▶ What the task asks: A faithful copy of the whole listing is the goal. Match it exactly.

▶ Data for this task:
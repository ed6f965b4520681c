//! Access token verification against a published key set.

use chrono::{DateTime, Utc};
use tracing::{debug, warn};

use crate::error::OidcError;
use crate::oidc::claims::{ClaimExpectations, JwtClaims, validate_claims};
use crate::oidc::jose::{JoseHeader, Jwks, decode_jwt};

/// Requires the header's `typ` to equal `expected`, when one is configured.
///
/// OIDC leaves access token `typ` unstandardised, so providers that use a
/// private value (Okta's `application/okta-internal-at+jwt`) must be matched
/// exactly, and providers that do not are not checked.
///
/// # Errors
///
/// Returns [`OidcError::UnsupportedTokenType`] on mismatch.
pub fn check_token_type(header: &JoseHeader, expected: Option<&str>) -> Result<(), OidcError> {
    let Some(expected) = expected else {
        return Ok(());
    };

    if header.token_type.as_deref() == Some(expected) {
        Ok(())
    } else {
        Err(OidcError::UnsupportedTokenType {
            expected: expected.to_string(),
            found: header.token_type.clone(),
        })
    }
}

/// Verifies `token` with the first key in `keys` that both signed it and
/// yields acceptable claims.
///
/// Keys are tried in published order, skipping those that cannot match
/// `header`. A bad signature or rejected claim moves on to the next key.
///
/// # Errors
///
/// Returns [`OidcError::Unverified`] once every candidate has been tried.
pub fn verify_access_token(
    token: &str,
    header: &JoseHeader,
    keys: &Jwks,
    expected: &ClaimExpectations,
    now: DateTime<Utc>,
) -> Result<JwtClaims, OidcError> {
    let mut candidates = 0;

    for key in keys.keys.iter().filter(|key| key.is_candidate_for(header)) {
        candidates += 1;
        let key_id = key.key_id.as_deref().unwrap_or_default();

        let claims = match decode_jwt(token, key) {
            Ok(claims) => claims,
            Err(e) => {
                debug!(key_id, error = %e, "key did not verify token");
                continue;
            }
        };

        match validate_claims(&claims, expected, now) {
            Ok(()) => {
                debug!(key_id, "verified access token");
                return Ok(claims);
            }
            Err(e) => debug!(key_id, error = %e, "verified token has invalid claims"),
        }
    }

    warn!(candidates, "no signing key verified the access token");
    Err(OidcError::Unverified { candidates })
}

#[cfg(test)]
mod tests {
    use super::*;
    use crate::oidc::jose::{Jwk, decode_jose_header, header_segment};
    use crate::test_support::TokenSigner;
    use chrono::Duration;
    use serde_json::json;

    const ISSUER: &str = "https://dev-123.okta.com";

    fn expectations() -> ClaimExpectations {
        ClaimExpectations {
            issuer: ISSUER.to_string(),
            audience: ISSUER.to_string(),
        }
    }

    fn claims(now: DateTime<Utc>) -> serde_json::Value {
        json!({
            "jti": "AT.1",
            "iss": ISSUER,
            "aud": ISSUER,
            "sub": "00u1",
            "iat": now.timestamp(),
            "exp": (now + Duration::hours(1)).timestamp(),
        })
    }

    fn header_of(token: &str) -> JoseHeader {
        decode_jose_header(header_segment(token).expect("segment")).expect("header")
    }

    #[test]
    fn verifies_with_matching_key() {
        let now = Utc::now();
        let signer = TokenSigner::shared();
        let token = signer.sign(&claims(now));

        let verified =
            verify_access_token(&token, &header_of(&token), &signer.jwks(), &expectations(), now)
                .expect("verified");
        assert_eq!(verified.subject, "00u1");
    }

    #[test]
    fn continues_past_keys_that_fail() {
        let now = Utc::now();
        let signer = TokenSigner::shared();
        let token = signer.sign_with_header(&json!({"alg": "RS256", "typ": "JWT"}), &claims(now));

        let stranger = TokenSigner::generate("stranger");
        let keys = Jwks {
            keys: vec![stranger.jwk(), signer.jwk()],
        };

        let verified =
            verify_access_token(&token, &header_of(&token), &keys, &expectations(), now);
        assert!(verified.is_ok());
    }

    #[test]
    fn skips_ineligible_keys() {
        let now = Utc::now();
        let signer = TokenSigner::shared();
        let token = signer.sign(&claims(now));

        let mut wrong_kid = signer.jwk();
        wrong_kid.key_id = Some("rotated-out".to_string());
        let mut encryption_key = signer.jwk();
        encryption_key.usage = Some("enc".to_string());
        let elliptic = Jwk {
            key_type: "EC".to_string(),
            ..Jwk::default()
        };

        let keys = Jwks {
            keys: vec![wrong_kid, encryption_key, elliptic],
        };

        assert_eq!(
            verify_access_token(&token, &header_of(&token), &keys, &expectations(), now),
            Err(OidcError::Unverified { candidates: 0 })
        );
    }

    #[test]
    fn tampered_signature_exhausts_keys() {
        let now = Utc::now();
        let signer = TokenSigner::shared();
        let token = signer.sign(&claims(now));
        let mut bytes = token.into_bytes();
        // Well inside the signature segment, clear of its final partial sextet.
        let index = bytes.len() - 10;
        bytes[index] = if bytes[index] == b'A' { b'B' } else { b'A' };
        let tampered = String::from_utf8(bytes).expect("ascii");

        assert_eq!(
            verify_access_token(
                &tampered,
                &header_of(&tampered),
                &signer.jwks(),
                &expectations(),
                now
            ),
            Err(OidcError::Unverified { candidates: 1 })
        );
    }

    #[test]
    fn rejected_claims_exhaust_keys() {
        let now = Utc::now();
        let signer = TokenSigner::shared();

        let mut expired = claims(now);
        expired["exp"] = json!((now - Duration::seconds(1)).timestamp());
        let token = signer.sign(&expired);
        assert!(
            verify_access_token(&token, &header_of(&token), &signer.jwks(), &expectations(), now)
                .is_err()
        );

        let mut stale = claims(now);
        stale["iat"] = json!((now - Duration::minutes(6)).timestamp());
        let token = signer.sign(&stale);
        assert!(
            verify_access_token(&token, &header_of(&token), &signer.jwks(), &expectations(), now)
                .is_err()
        );

        let mut foreign = claims(now);
        foreign["iss"] = json!("https://evil.example");
        let token = signer.sign(&foreign);
        assert!(
            verify_access_token(&token, &header_of(&token), &signer.jwks(), &expectations(), now)
                .is_err()
        );
    }

    #[test]
    fn token_type_check() {
        let okta = JoseHeader {
            algorithm: "RS256".to_string(),
            token_type: Some("application/okta-internal-at+jwt".to_string()),
            ..JoseHeader::default()
        };
        let plain = JoseHeader {
            token_type: Some("JWT".to_string()),
            ..okta.clone()
        };

        assert!(check_token_type(&okta, Some("application/okta-internal-at+jwt")).is_ok());
        assert!(check_token_type(&plain, None).is_ok());
        assert_eq!(
            check_token_type(&plain, Some("application/okta-internal-at+jwt")),
            Err(OidcError::UnsupportedTokenType {
                expected: "application/okta-internal-at+jwt".to_string(),
                found: Some("JWT".to_string()),
            })
        );
    }
}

▶ Your solution:
repository ed6f965b4520681c
//! Access token verification against a published key set.

use chrono::{DateTime, Utc};
use tracing::{debug, warn};

use crate::error::OidcError;
use crate::oidc::claims::{ClaimExpectations, JwtClaims, validate_claims};
use crate::oidc::jose::{JoseHeader, Jwks, decode_jwt};

/// Requires the header's `typ` to equal `expected`, when one is configured.
///
/// OIDC leaves access token `typ` unstandardised, so providers that use a
/// private value (Okta's `application/okta-internal-at+jwt`) must be matched
/// exactly, and providers that do not are not checked.
///
/// # Errors
///
/// Returns [`OidcError::UnsupportedTokenType`] on mismatch.
pub fn check_token_type(header: &JoseHeader, expected: Option<&str>) -> Result<(), OidcError> {
    let Some(expected) = expected else {
        return Ok(());
    };

    if header.token_type.as_deref() == Some(expected) {
        Ok(())
    } else {
        Err(OidcError::UnsupportedTokenType {
            expected: expected.to_string(),
            found: header.token_type.clone(),
        })
    }
}

/// Verifies `token` with the first key in `keys` that both signed it and
/// yields acceptable claims.
///
/// Keys are tried in published order, skipping those that cannot match
/// `header`. A bad signature or rejected claim moves on to the next key.
///
/// # Errors
///
/// Returns [`OidcError::Unverified`] once every candidate has been tried.
pub fn verify_access_token(
    token: &str,
    header: &JoseHeader,
    keys: &Jwks,
    expected: &ClaimExpectations,
    now: DateTime<Utc>,
) -> Result<JwtClaims, OidcError> {
    let mut candidates = 0;

    for key in keys.keys.iter().filter(|key| key.is_candidate_for(header)) {
        candidates += 1;
        let key_id = key.key_id.as_deref().unwrap_or_default();

        let claims = match decode_jwt(token, key) {
            Ok(claims) => claims,
            Err(e) => {
                debug!(key_id, error = %e, "key did not verify token");
                continue;
            }
        };

        match validate_claims(&claims, expected, now) {
            Ok(()) => {
                debug!(key_id, "verified access token");
                return Ok(claims);
            }
            Err(e) => debug!(key_id, error = %e, "verified token has invalid claims"),
        }
    }

    warn!(candidates, "no signing key verified the access token");
    Err(OidcError::Unverified { candidates })
}

#[cfg(test)]
mod tests {
    use super::*;
    use crate::oidc::jose::{Jwk, decode_jose_header, header_segment};
    use crate::test_support::TokenSigner;
    use chrono::Duration;
    use serde_json::json;

    const ISSUER: &str = "https://dev-123.okta.com";

    fn expectations() -> ClaimExpectations {
        ClaimExpectations {
            issuer: ISSUER.to_string(),
            audience: ISSUER.to_string(),
        }
    }

    fn claims(now: DateTime<Utc>) -> serde_json::Value {
        json!({
            "jti": "AT.1",
            "iss": ISSUER,
            "aud": ISSUER,
            "sub": "00u1",
            "iat": now.timestamp(),
            "exp": (now + Duration::hours(1)).timestamp(),
        })
    }

    fn header_of(token: &str) -> JoseHeader {
        decode_jose_header(header_segment(token).expect("segment")).expect("header")
    }

    #[test]
    fn verifies_with_matching_key() {
        let now = Utc::now();
        let signer = TokenSigner::shared();
        let token = signer.sign(&claims(now));

        let verified =
            verify_access_token(&token, &header_of(&token), &signer.jwks(), &expectations(), now)
                .expect("verified");
        assert_eq!(verified.subject, "00u1");
    }

    #[test]
    fn continues_past_keys_that_fail() {
        let now = Utc::now();
        let signer = TokenSigner::shared();
        let token = signer.sign_with_header(&json!({"alg": "RS256", "typ": "JWT"}), &claims(now));

        let stranger = TokenSigner::generate("stranger");
        let keys = Jwks {
            keys: vec![stranger.jwk(), signer.jwk()],
        };

        let verified =
            verify_access_token(&token, &header_of(&token), &keys, &expectations(), now);
        assert!(verified.is_ok());
    }

    #[test]
    fn skips_ineligible_keys() {
        let now = Utc::now();
        let signer = TokenSigner::shared();
        let token = signer.sign(&claims(now));

        let mut wrong_kid = signer.jwk();
        wrong_kid.key_id = Some("rotated-out".to_string());
        let mut encryption_key = signer.jwk();
        encryption_key.usage = Some("enc".to_string());
        let elliptic = Jwk {
            key_type: "EC".to_string(),
            ..Jwk::default()
        };

        let keys = Jwks {
            keys: vec![wrong_kid, encryption_key, elliptic],
        };

        assert_eq!(
            verify_access_token(&token, &header_of(&token), &keys, &expectations(), now),
            Err(OidcError::Unverified { candidates: 0 })
        );
    }

    #[test]
    fn tampered_signature_exhausts_keys() {
        let now = Utc::now();
        let signer = TokenSigner::shared();
        let token = signer.sign(&claims(now));
        let mut bytes = token.into_bytes();
        // Well inside the signature segment, clear of its final partial sextet.
        let index = bytes.len() - 10;
        bytes[index] = if bytes[index] == b'A' { b'B' } else { b'A' };
        let tampered = String::from_utf8(bytes).expect("ascii");

        assert_eq!(
            verify_access_token(
                &tampered,
                &header_of(&tampered),
                &signer.jwks(),
                &expectations(),
                now
            ),
            Err(OidcError::Unverified { candidates: 1 })
        );
    }

    #[test]
    fn rejected_claims_exhaust_keys() {
        let now = Utc::now();
        let signer = TokenSigner::shared();

        let mut expired = claims(now);
        expired["exp"] = json!((now - Duration::seconds(1)).timestamp());
        let token = signer.sign(&expired);
        assert!(
            verify_access_token(&token, &header_of(&token), &signer.jwks(), &expectations(), now)
                .is_err()
        );

        let mut stale = claims(now);
        stale["iat"] = json!((now - Duration::minutes(6)).timestamp());
        let token = signer.sign(&stale);
        assert!(
            verify_access_token(&token, &header_of(&token), &signer.jwks(), &expectations(), now)
                .is_err()
        );

        let mut foreign = claims(now);
        foreign["iss"] = json!("https://evil.example");
        let token = signer.sign(&foreign);
        assert!(
            verify_access_token(&token, &header_of(&token), &signer.jwks(), &expectations(), now)
                .is_err()
        );
    }

    #[test]
    fn token_type_check() {
        let okta = JoseHeader {
            algorithm: "RS256".to_string(),
            token_type: Some("application/okta-internal-at+jwt".to_string()),
            ..JoseHeader::default()
        };
        let plain = JoseHeader {
            token_type: Some("JWT".to_string()),
            ..okta.clone()
        };

        assert!(check_token_type(&okta, Some("application/okta-internal-at+jwt")).is_ok());
        assert!(check_token_type(&plain, None).is_ok());
        assert_eq!(
            check_token_type(&plain, Some("application/okta-internal-at+jwt")),
            Err(OidcError::UnsupportedTokenType {
                expected: "application/okta-internal-at+jwt".to_string(),
                found: Some("JWT".to_string()),
            })
        );
    }
}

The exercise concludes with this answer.